■ WHAT THIS TASK INVOLVES ■
In the data, extract each line that holds the string "struct".

═══ MATERIAL TO PROCESS ═══

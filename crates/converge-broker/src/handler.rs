use crate::broker::Broker;
use async_trait::async_trait;
use converge_core::{Result, Status, Task, TaskError, TaskIdentity};
use serde_json::Value;
use std::collections::{BTreeMap, HashMap};
use std::future::Future;
use std::sync::Arc;

/// What a task body produces: a result value, or a reason it failed.
pub type HandlerResult = std::result::Result<Value, String>;

/// A registered task body.
#[async_trait]
pub trait TaskHandler: Send + Sync {
    async fn run(&self, ctx: TaskContext) -> HandlerResult;
}

/// Adapter so a plain async closure can be registered as a task.
pub struct FnHandler<F>(pub F);

#[async_trait]
impl<F, Fut> TaskHandler for FnHandler<F>
where
    F: Fn(TaskContext) -> Fut + Send + Sync,
    Fut: Future<Output = HandlerResult> + Send,
{
    async fn run(&self, ctx: TaskContext) -> HandlerResult {
        (self.0)(ctx).await
    }
}

/// Execution context handed to a running task body. Carries the broker so a
/// long-running task can heartbeat and report status mid-flight.
pub struct TaskContext {
    broker: Arc<Broker>,
    task: Task,
}

impl TaskContext {
    pub(crate) fn new(broker: Arc<Broker>, task: Task) -> Self {
        TaskContext { broker, task }
    }

    pub fn args(&self) -> &[Value] {
        &self.task.args
    }

    pub fn kwargs(&self) -> &BTreeMap<String, Value> {
        &self.task.kwargs
    }

    pub fn task_id(&self) -> &str {
        &self.task.id
    }

    pub fn task_name(&self) -> &str {
        &self.task.name
    }

    pub fn broker(&self) -> &Arc<Broker> {
        &self.broker
    }

    /// Signal liveness: re-arm the result placeholder's expiry window.
    pub async fn heartbeat(&self) -> Result<()> {
        self.broker.heartbeat(&self.task).await
    }

    /// Report a status value for waiters polling this task.
    pub async fn set_status(&self, status: Status) -> Result<()> {
        self.broker.set_status(&self.task, status).await
    }
}

impl TaskIdentity for TaskContext {
    fn task_id(&self) -> &str {
        &self.task.id
    }

    fn task_name(&self) -> &str {
        &self.task.name
    }
}

/// A registrable bundle of named task bodies, optionally namespaced so
/// `TaskSpace::named("math")` registers `add` as `math.add`.
#[derive(Default)]
pub struct TaskSpace {
    prefix: Option<String>,
    tasks: HashMap<String, Arc<dyn TaskHandler>>,
}

impl TaskSpace {
    pub fn new() -> Self {
        Self::default()
    }

    pub fn named(prefix: impl Into<String>) -> Self {
        TaskSpace {
            prefix: Some(prefix.into()),
            tasks: HashMap::new(),
        }
    }

    /// Register a task body under `name` (prefixed when the space is named).
    /// Fails on a name collision within this space.
    pub fn register(&mut self, name: &str, handler: impl TaskHandler + 'static) -> Result<()> {
        let name = match &self.prefix {
            Some(prefix) => format!("{}.{}", prefix, name),
            None => name.to_string(),
        };
        if self.tasks.contains_key(&name) {
            return Err(TaskError::DuplicateTask(name));
        }
        self.tasks.insert(name, Arc::new(handler));
        Ok(())
    }

    pub fn task_names(&self) -> impl Iterator<Item = &str> {
        self.tasks.keys().map(String::as_str)
    }

    pub(crate) fn into_tasks(self) -> HashMap<String, Arc<dyn TaskHandler>> {
        self.tasks
    }
}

═══

■ RESPONSE ■
pub struct FnHandler<F>(pub F);
pub struct TaskContext {
pub struct TaskSpace {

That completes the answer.